- _Available data_
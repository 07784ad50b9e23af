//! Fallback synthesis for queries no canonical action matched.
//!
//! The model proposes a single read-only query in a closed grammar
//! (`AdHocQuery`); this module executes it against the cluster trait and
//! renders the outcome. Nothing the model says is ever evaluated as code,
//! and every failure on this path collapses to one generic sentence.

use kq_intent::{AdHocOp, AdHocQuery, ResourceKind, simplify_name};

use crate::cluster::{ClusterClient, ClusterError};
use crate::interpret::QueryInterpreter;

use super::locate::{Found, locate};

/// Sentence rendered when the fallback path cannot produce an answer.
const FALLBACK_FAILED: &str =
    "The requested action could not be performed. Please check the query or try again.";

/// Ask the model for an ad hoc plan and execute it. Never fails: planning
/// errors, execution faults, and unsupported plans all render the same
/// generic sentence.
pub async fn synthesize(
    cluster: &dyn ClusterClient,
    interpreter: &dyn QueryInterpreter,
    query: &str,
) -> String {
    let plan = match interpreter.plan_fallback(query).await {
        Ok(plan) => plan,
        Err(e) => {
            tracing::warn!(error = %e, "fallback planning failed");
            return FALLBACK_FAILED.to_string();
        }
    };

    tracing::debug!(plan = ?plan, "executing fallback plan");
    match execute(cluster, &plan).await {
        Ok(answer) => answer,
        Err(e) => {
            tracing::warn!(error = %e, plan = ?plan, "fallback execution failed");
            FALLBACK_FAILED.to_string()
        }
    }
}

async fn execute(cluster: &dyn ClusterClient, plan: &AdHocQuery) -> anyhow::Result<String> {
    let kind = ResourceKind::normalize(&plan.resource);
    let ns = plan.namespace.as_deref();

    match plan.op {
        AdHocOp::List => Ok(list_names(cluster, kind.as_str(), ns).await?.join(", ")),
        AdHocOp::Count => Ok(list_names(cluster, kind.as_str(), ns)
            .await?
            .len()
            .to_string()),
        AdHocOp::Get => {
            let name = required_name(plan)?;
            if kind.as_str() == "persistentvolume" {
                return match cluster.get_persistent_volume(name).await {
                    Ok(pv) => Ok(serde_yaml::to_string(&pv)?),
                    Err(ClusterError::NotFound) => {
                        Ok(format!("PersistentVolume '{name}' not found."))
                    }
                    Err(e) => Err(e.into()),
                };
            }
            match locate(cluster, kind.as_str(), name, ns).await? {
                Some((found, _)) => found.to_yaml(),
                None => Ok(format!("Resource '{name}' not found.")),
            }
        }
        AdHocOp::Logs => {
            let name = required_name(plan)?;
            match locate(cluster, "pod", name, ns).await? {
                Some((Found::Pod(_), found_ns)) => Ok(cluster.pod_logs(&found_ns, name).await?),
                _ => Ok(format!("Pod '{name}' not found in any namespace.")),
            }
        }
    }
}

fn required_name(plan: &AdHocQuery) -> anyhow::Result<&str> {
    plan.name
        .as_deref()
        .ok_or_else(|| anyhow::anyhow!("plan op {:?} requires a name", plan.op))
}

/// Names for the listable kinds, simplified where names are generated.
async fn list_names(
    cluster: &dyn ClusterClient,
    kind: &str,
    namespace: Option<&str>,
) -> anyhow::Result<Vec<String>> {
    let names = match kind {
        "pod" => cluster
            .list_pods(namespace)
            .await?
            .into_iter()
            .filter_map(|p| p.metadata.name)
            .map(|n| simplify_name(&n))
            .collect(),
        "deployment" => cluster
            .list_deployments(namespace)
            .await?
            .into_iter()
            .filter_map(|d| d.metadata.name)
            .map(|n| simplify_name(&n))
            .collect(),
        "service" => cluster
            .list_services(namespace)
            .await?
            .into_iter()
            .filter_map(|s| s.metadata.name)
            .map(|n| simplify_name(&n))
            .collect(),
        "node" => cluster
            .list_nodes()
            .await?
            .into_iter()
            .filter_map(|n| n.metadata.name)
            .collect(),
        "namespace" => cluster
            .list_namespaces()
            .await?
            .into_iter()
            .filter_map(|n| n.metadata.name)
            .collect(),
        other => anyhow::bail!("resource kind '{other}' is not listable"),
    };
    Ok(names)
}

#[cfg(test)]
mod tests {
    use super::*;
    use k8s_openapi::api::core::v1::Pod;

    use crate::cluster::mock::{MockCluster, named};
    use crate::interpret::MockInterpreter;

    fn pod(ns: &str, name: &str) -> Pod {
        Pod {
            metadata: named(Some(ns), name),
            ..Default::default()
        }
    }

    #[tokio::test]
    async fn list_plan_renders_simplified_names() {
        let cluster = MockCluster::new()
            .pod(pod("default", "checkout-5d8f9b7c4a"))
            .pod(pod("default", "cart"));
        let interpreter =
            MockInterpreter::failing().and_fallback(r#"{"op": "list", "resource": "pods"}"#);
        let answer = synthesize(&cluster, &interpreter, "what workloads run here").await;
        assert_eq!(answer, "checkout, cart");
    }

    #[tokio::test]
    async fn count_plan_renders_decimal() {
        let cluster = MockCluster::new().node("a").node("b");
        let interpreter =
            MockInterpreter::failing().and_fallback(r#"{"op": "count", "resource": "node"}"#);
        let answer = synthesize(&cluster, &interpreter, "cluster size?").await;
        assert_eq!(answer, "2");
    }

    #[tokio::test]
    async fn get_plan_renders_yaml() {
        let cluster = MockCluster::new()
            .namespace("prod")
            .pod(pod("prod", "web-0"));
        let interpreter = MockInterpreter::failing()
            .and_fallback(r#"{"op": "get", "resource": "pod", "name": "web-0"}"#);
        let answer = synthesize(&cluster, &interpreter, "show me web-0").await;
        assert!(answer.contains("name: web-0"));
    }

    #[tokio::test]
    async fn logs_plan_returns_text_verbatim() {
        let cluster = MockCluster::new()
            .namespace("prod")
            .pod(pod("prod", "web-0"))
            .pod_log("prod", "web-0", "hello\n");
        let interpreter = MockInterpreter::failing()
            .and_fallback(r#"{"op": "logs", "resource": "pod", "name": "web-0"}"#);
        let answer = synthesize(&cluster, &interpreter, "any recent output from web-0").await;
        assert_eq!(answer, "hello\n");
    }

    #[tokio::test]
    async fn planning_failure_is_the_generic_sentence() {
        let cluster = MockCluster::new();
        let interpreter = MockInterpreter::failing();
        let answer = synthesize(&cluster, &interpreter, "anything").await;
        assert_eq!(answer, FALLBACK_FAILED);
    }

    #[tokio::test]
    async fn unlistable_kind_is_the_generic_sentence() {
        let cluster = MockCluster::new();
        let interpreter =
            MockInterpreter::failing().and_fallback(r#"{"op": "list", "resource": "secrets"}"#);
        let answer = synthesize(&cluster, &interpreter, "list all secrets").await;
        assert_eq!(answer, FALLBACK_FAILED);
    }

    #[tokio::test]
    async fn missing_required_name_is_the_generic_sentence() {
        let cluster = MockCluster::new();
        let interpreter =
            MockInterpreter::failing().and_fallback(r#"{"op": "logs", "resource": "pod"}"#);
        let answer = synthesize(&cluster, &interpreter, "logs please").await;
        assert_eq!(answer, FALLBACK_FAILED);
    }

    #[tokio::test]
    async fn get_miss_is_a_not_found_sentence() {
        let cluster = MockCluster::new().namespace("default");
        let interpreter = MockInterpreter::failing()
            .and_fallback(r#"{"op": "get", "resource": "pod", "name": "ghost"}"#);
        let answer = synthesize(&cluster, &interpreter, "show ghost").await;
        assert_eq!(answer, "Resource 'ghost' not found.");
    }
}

- _Try it_
Reproduce the listing exactly. Every line stays as it is.

- _Exercise output_
repository 07784ad50b9e23af
//! Fallback synthesis for queries no canonical action matched.
//!
//! The model proposes a single read-only query in a closed grammar
//! (`AdHocQuery`); this module executes it against the cluster trait and
//! renders the outcome. Nothing the model says is ever evaluated as code,
//! and every failure on this path collapses to one generic sentence.

use kq_intent::{AdHocOp, AdHocQuery, ResourceKind, simplify_name};

use crate::cluster::{ClusterClient, ClusterError};
use crate::interpret::QueryInterpreter;

use super::locate::{Found, locate};

/// Sentence rendered when the fallback path cannot produce an answer.
const FALLBACK_FAILED: &str =
    "The requested action could not be performed. Please check the query or try again.";

/// Ask the model for an ad hoc plan and execute it. Never fails: planning
/// errors, execution faults, and unsupported plans all render the same
/// generic sentence.
pub async fn synthesize(
    cluster: &dyn ClusterClient,
    interpreter: &dyn QueryInterpreter,
    query: &str,
) -> String {
    let plan = match interpreter.plan_fallback(query).await {
        Ok(plan) => plan,
        Err(e) => {
            tracing::warn!(error = %e, "fallback planning failed");
            return FALLBACK_FAILED.to_string();
        }
    };

    tracing::debug!(plan = ?plan, "executing fallback plan");
    match execute(cluster, &plan).await {
        Ok(answer) => answer,
        Err(e) => {
            tracing::warn!(error = %e, plan = ?plan, "fallback execution failed");
            FALLBACK_FAILED.to_string()
        }
    }
}

async fn execute(cluster: &dyn ClusterClient, plan: &AdHocQuery) -> anyhow::Result<String> {
    let kind = ResourceKind::normalize(&plan.resource);
    let ns = plan.namespace.as_deref();

    match plan.op {
        AdHocOp::List => Ok(list_names(cluster, kind.as_str(), ns).await?.join(", ")),
        AdHocOp::Count => Ok(list_names(cluster, kind.as_str(), ns)
            .await?
            .len()
            .to_string()),
        AdHocOp::Get => {
            let name = required_name(plan)?;
            if kind.as_str() == "persistentvolume" {
                return match cluster.get_persistent_volume(name).await {
                    Ok(pv) => Ok(serde_yaml::to_string(&pv)?),
                    Err(ClusterError::NotFound) => {
                        Ok(format!("PersistentVolume '{name}' not found."))
                    }
                    Err(e) => Err(e.into()),
                };
            }
            match locate(cluster, kind.as_str(), name, ns).await? {
                Some((found, _)) => found.to_yaml(),
                None => Ok(format!("Resource '{name}' not found.")),
            }
        }
        AdHocOp::Logs => {
            let name = required_name(plan)?;
            match locate(cluster, "pod", name, ns).await? {
                Some((Found::Pod(_), found_ns)) => Ok(cluster.pod_logs(&found_ns, name).await?),
                _ => Ok(format!("Pod '{name}' not found in any namespace.")),
            }
        }
    }
}

fn required_name(plan: &AdHocQuery) -> anyhow::Result<&str> {
    plan.name
        .as_deref()
        .ok_or_else(|| anyhow::anyhow!("plan op {:?} requires a name", plan.op))
}

/// Names for the listable kinds, simplified where names are generated.
async fn list_names(
    cluster: &dyn ClusterClient,
    kind: &str,
    namespace: Option<&str>,
) -> anyhow::Result<Vec<String>> {
    let names = match kind {
        "pod" => cluster
            .list_pods(namespace)
            .await?
            .into_iter()
            .filter_map(|p| p.metadata.name)
            .map(|n| simplify_name(&n))
            .collect(),
        "deployment" => cluster
            .list_deployments(namespace)
            .await?
            .into_iter()
            .filter_map(|d| d.metadata.name)
            .map(|n| simplify_name(&n))
            .collect(),
        "service" => cluster
            .list_services(namespace)
            .await?
            .into_iter()
            .filter_map(|s| s.metadata.name)
            .map(|n| simplify_name(&n))
            .collect(),
        "node" => cluster
            .list_nodes()
            .await?
            .into_iter()
            .filter_map(|n| n.metadata.name)
            .collect(),
        "namespace" => cluster
            .list_namespaces()
            .await?
            .into_iter()
            .filter_map(|n| n.metadata.name)
            .collect(),
        other => anyhow::bail!("resource kind '{other}' is not listable"),
    };
    Ok(names)
}

#[cfg(test)]
mod tests {
    use super::*;
    use k8s_openapi::api::core::v1::Pod;

    use crate::cluster::mock::{MockCluster, named};
    use crate::interpret::MockInterpreter;

    fn pod(ns: &str, name: &str) -> Pod {
        Pod {
            metadata: named(Some(ns), name),
            ..Default::default()
        }
    }

    #[tokio::test]
    async fn list_plan_renders_simplified_names() {
        let cluster = MockCluster::new()
            .pod(pod("default", "checkout-5d8f9b7c4a"))
            .pod(pod("default", "cart"));
        let interpreter =
            MockInterpreter::failing().and_fallback(r#"{"op": "list", "resource": "pods"}"#);
        let answer = synthesize(&cluster, &interpreter, "what workloads run here").await;
        assert_eq!(answer, "checkout, cart");
    }

    #[tokio::test]
    async fn count_plan_renders_decimal() {
        let cluster = MockCluster::new().node("a").node("b");
        let interpreter =
            MockInterpreter::failing().and_fallback(r#"{"op": "count", "resource": "node"}"#);
        let answer = synthesize(&cluster, &interpreter, "cluster size?").await;
        assert_eq!(answer, "2");
    }

    #[tokio::test]
    async fn get_plan_renders_yaml() {
        let cluster = MockCluster::new()
            .namespace("prod")
            .pod(pod("prod", "web-0"));
        let interpreter = MockInterpreter::failing()
            .and_fallback(r#"{"op": "get", "resource": "pod", "name": "web-0"}"#);
        let answer = synthesize(&cluster, &interpreter, "show me web-0").await;
        assert!(answer.contains("name: web-0"));
    }

    #[tokio::test]
    async fn logs_plan_returns_text_verbatim() {
        let cluster = MockCluster::new()
            .namespace("prod")
            .pod(pod("prod", "web-0"))
            .pod_log("prod", "web-0", "hello\n");
        let interpreter = MockInterpreter::failing()
            .and_fallback(r#"{"op": "logs", "resource": "pod", "name": "web-0"}"#);
        let answer = synthesize(&cluster, &interpreter, "any recent output from web-0").await;
        assert_eq!(answer, "hello\n");
    }

    #[tokio::test]
    async fn planning_failure_is_the_generic_sentence() {
        let cluster = MockCluster::new();
        let interpreter = MockInterpreter::failing();
        let answer = synthesize(&cluster, &interpreter, "anything").await;
        assert_eq!(answer, FALLBACK_FAILED);
    }

    #[tokio::test]
    async fn unlistable_kind_is_the_generic_sentence() {
        let cluster = MockCluster::new();
        let interpreter =
            MockInterpreter::failing().and_fallback(r#"{"op": "list", "resource": "secrets"}"#);
        let answer = synthesize(&cluster, &interpreter, "list all secrets").await;
        assert_eq!(answer, FALLBACK_FAILED);
    }

    #[tokio::test]
    async fn missing_required_name_is_the_generic_sentence() {
        let cluster = MockCluster::new();
        let interpreter =
            MockInterpreter::failing().and_fallback(r#"{"op": "logs", "resource": "pod"}"#);
        let answer = synthesize(&cluster, &interpreter, "logs please").await;
        assert_eq!(answer, FALLBACK_FAILED);
    }

    #[tokio::test]
    async fn get_miss_is_a_not_found_sentence() {
        let cluster = MockCluster::new().namespace("default");
        let interpreter = MockInterpreter::failing()
            .and_fallback(r#"{"op": "get", "resource": "pod", "name": "ghost"}"#);
        let answer = synthesize(&cluster, &interpreter, "show ghost").await;
        assert_eq!(answer, "Resource 'ghost' not found.");
    }
}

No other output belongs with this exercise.